(What to do) Your output should consist of the data, copied exactly.

(Information supplied)
________________

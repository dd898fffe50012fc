// Templates loaded from disk through FileSystemLoader

use std::fs;
use vellum::{
    CompileOptions, Context, Environment, Error, ErrorKind, FileSystemLoader, RenderError,
    RenderOptions,
};

fn site() -> tempfile::TempDir {
    let dir = tempfile::tempdir().expect("Failed to create temp dir");
    fs::create_dir(dir.path().join("partials")).unwrap();
    fs::write(
        dir.path().join("page.html"),
        "{% parse 'partials/header.html' %}<main>{{ page.body }}</main>{% include 'partials/footer.txt' %}",
    )
    .unwrap();
    fs::write(
        dir.path().join("partials/header.html"),
        "<h1>{{ page.title }}</h1>",
    )
    .unwrap();
    fs::write(dir.path().join("partials/footer.txt"), "{{ raw }}").unwrap();
    fs::write(dir.path().join("self.html"), "again {% parse 'self.html' %}").unwrap();
    fs::write(dir.path().join("ping.html"), "{% parse 'pong.html' %}").unwrap();
    fs::write(dir.path().join("pong.html"), "{% parse 'ping.html' %}").unwrap();
    dir
}

fn page_context() -> Context {
    Context::from_json(serde_json::json!({
        "page": { "title": "About", "body": "text" }
    }))
    .unwrap()
}

#[test]
fn test_render_file_with_parse_and_include() {
    let dir = site();
    let env = Environment::new(FileSystemLoader::new(dir.path()));
    let output = env.render_file("page.html", &mut page_context()).unwrap();
    assert_eq!(output, "<h1>About</h1><main>text</main>{{ raw }}");
}

#[test]
fn test_self_parse_on_disk() {
    let dir = site();
    let env = Environment::new(FileSystemLoader::new(dir.path()));
    let err = env.render_file("self.html", &mut Context::new()).unwrap_err();
    assert!(matches!(
        err,
        Error::Render(RenderError::SelfInclusion { ref path, .. }) if path == "self.html"
    ));
}

#[test]
fn test_mutual_parse_on_disk() {
    let dir = site();
    let env = Environment::new(FileSystemLoader::new(dir.path()));
    let err = env.render_file("ping.html", &mut Context::new()).unwrap_err();
    assert_eq!(err.kind(), ErrorKind::Recursion);
}

#[test]
fn test_include_depth_limit() {
    let dir = tempfile::tempdir().unwrap();
    for i in 0..5 {
        fs::write(
            dir.path().join(format!("level{}.html", i)),
            format!("{}{{% parse 'level{}.html' %}}", i, i + 1),
        )
        .unwrap();
    }
    fs::write(dir.path().join("level5.html"), "5").unwrap();

    let env = Environment::new(FileSystemLoader::new(dir.path()));
    assert_eq!(
        env.render_file("level0.html", &mut Context::new()).unwrap(),
        "012345"
    );

    let shallow = Environment::new(FileSystemLoader::new(dir.path()))
        .with_render_options(RenderOptions::default().with_max_include_depth(3));
    let err = shallow
        .render_file("level0.html", &mut Context::new())
        .unwrap_err();
    assert!(matches!(
        err,
        Error::Render(RenderError::IncludeDepthExceeded { limit: 3, .. })
    ));
}

#[test]
fn test_missing_file() {
    let dir = site();
    let env = Environment::new(FileSystemLoader::new(dir.path()));
    let err = env
        .render_str("{% include 'nope.txt' %}", &mut Context::new())
        .unwrap_err();
    assert_eq!(err.kind(), ErrorKind::Io);
    assert_eq!(err.to_string(), "template 'nope.txt' not found at line 1, column 4");
}

#[test]
fn test_trim_blocks_applies_to_parsed_templates() {
    let dir = tempfile::tempdir().unwrap();
    fs::write(dir.path().join("list.html"), "{% list x as xs %}\n{{ x }}\n{% end %}\n").unwrap();

    let mut context: Context = [("xs", vec![1, 2])].into_iter().collect();
    let env = Environment::new(FileSystemLoader::new(dir.path()))
        .with_compile_options(CompileOptions::default().with_trim_blocks(true));
    assert_eq!(
        env.render_str("{% parse 'list.html' %}", &mut context).unwrap(),
        "1\n2\n"
    );
}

________________

(Reply)
repository dd898fffe50012fc
// Templates loaded from disk through FileSystemLoader

use std::fs;
use vellum::{
    CompileOptions, Context, Environment, Error, ErrorKind, FileSystemLoader, RenderError,
    RenderOptions,
};

fn site() -> tempfile::TempDir {
    let dir = tempfile::tempdir().expect("Failed to create temp dir");
    fs::create_dir(dir.path().join("partials")).unwrap();
    fs::write(
        dir.path().join("page.html"),
        "{% parse 'partials/header.html' %}<main>{{ page.body }}</main>{% include 'partials/footer.txt' %}",
    )
    .unwrap();
    fs::write(
        dir.path().join("partials/header.html"),
        "<h1>{{ page.title }}</h1>",
    )
    .unwrap();
    fs::write(dir.path().join("partials/footer.txt"), "{{ raw }}").unwrap();
    fs::write(dir.path().join("self.html"), "again {% parse 'self.html' %}").unwrap();
    fs::write(dir.path().join("ping.html"), "{% parse 'pong.html' %}").unwrap();
    fs::write(dir.path().join("pong.html"), "{% parse 'ping.html' %}").unwrap();
    dir
}

fn page_context() -> Context {
    Context::from_json(serde_json::json!({
        "page": { "title": "About", "body": "text" }
    }))
    .unwrap()
}

#[test]
fn test_render_file_with_parse_and_include() {
    let dir = site();
    let env = Environment::new(FileSystemLoader::new(dir.path()));
    let output = env.render_file("page.html", &mut page_context()).unwrap();
    assert_eq!(output, "<h1>About</h1><main>text</main>{{ raw }}");
}

#[test]
fn test_self_parse_on_disk() {
    let dir = site();
    let env = Environment::new(FileSystemLoader::new(dir.path()));
    let err = env.render_file("self.html", &mut Context::new()).unwrap_err();
    assert!(matches!(
        err,
        Error::Render(RenderError::SelfInclusion { ref path, .. }) if path == "self.html"
    ));
}

#[test]
fn test_mutual_parse_on_disk() {
    let dir = site();
    let env = Environment::new(FileSystemLoader::new(dir.path()));
    let err = env.render_file("ping.html", &mut Context::new()).unwrap_err();
    assert_eq!(err.kind(), ErrorKind::Recursion);
}

#[test]
fn test_include_depth_limit() {
    let dir = tempfile::tempdir().unwrap();
    for i in 0..5 {
        fs::write(
            dir.path().join(format!("level{}.html", i)),
            format!("{}{{% parse 'level{}.html' %}}", i, i + 1),
        )
        .unwrap();
    }
    fs::write(dir.path().join("level5.html"), "5").unwrap();

    let env = Environment::new(FileSystemLoader::new(dir.path()));
    assert_eq!(
        env.render_file("level0.html", &mut Context::new()).unwrap(),
        "012345"
    );

    let shallow = Environment::new(FileSystemLoader::new(dir.path()))
        .with_render_options(RenderOptions::default().with_max_include_depth(3));
    let err = shallow
        .render_file("level0.html", &mut Context::new())
        .unwrap_err();
    assert!(matches!(
        err,
        Error::Render(RenderError::IncludeDepthExceeded { limit: 3, .. })
    ));
}

#[test]
fn test_missing_file() {
    let dir = site();
    let env = Environment::new(FileSystemLoader::new(dir.path()));
    let err = env
        .render_str("{% include 'nope.txt' %}", &mut Context::new())
        .unwrap_err();
    assert_eq!(err.kind(), ErrorKind::Io);
    assert_eq!(err.to_string(), "template 'nope.txt' not found at line 1, column 4");
}

#[test]
fn test_trim_blocks_applies_to_parsed_templates() {
    let dir = tempfile::tempdir().unwrap();
    fs::write(dir.path().join("list.html"), "{% list x as xs %}\n{{ x }}\n{% end %}\n").unwrap();

    let mut context: Context = [("xs", vec![1, 2])].into_iter().collect();
    let env = Environment::new(FileSystemLoader::new(dir.path()))
        .with_compile_options(CompileOptions::default().with_trim_blocks(true));
    assert_eq!(
        env.render_str("{% parse 'list.html' %}", &mut context).unwrap(),
        "1\n2\n"
    );
}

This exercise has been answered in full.